◆ **EXERCISE INSTRUCTIONS**: Run through the records and show each line that includes the string "wire".

Stored data entries:
--- START ---

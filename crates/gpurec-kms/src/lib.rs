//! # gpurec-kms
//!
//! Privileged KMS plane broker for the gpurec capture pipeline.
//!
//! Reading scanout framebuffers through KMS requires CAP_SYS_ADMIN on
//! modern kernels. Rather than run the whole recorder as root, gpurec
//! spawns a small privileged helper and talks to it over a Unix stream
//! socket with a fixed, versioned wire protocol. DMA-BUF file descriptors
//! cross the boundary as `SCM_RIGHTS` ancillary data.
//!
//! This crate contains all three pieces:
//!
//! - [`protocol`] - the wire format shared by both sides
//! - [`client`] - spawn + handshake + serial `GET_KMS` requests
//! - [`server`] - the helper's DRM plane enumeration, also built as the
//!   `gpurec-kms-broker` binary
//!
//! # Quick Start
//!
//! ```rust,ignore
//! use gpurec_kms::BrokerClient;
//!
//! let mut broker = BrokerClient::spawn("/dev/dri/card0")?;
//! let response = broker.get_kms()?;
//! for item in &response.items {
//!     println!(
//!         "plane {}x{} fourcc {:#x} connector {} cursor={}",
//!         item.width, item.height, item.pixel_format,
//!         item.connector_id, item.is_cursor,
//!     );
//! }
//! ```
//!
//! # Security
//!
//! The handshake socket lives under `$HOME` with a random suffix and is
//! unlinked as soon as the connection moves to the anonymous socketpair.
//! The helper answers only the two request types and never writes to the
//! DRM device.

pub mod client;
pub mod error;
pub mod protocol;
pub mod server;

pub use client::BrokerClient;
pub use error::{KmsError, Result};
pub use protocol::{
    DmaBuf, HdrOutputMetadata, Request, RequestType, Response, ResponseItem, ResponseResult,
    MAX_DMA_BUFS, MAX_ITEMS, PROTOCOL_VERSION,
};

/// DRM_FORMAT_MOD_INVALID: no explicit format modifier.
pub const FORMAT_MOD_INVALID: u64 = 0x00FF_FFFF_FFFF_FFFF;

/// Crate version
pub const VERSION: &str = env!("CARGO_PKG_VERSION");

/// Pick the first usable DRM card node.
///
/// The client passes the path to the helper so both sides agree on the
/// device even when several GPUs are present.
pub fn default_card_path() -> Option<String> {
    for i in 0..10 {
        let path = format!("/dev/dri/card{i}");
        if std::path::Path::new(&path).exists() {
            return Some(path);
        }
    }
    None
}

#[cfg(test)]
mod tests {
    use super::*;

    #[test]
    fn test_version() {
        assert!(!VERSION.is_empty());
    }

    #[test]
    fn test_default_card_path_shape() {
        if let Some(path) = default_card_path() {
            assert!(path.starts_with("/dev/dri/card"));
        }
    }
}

--- END ---

◆ **THE COMPLETED TASK**:
//! socket with a fixed, versioned wire protocol. DMA-BUF file descriptors
//! - [`protocol`] - the wire format shared by both sides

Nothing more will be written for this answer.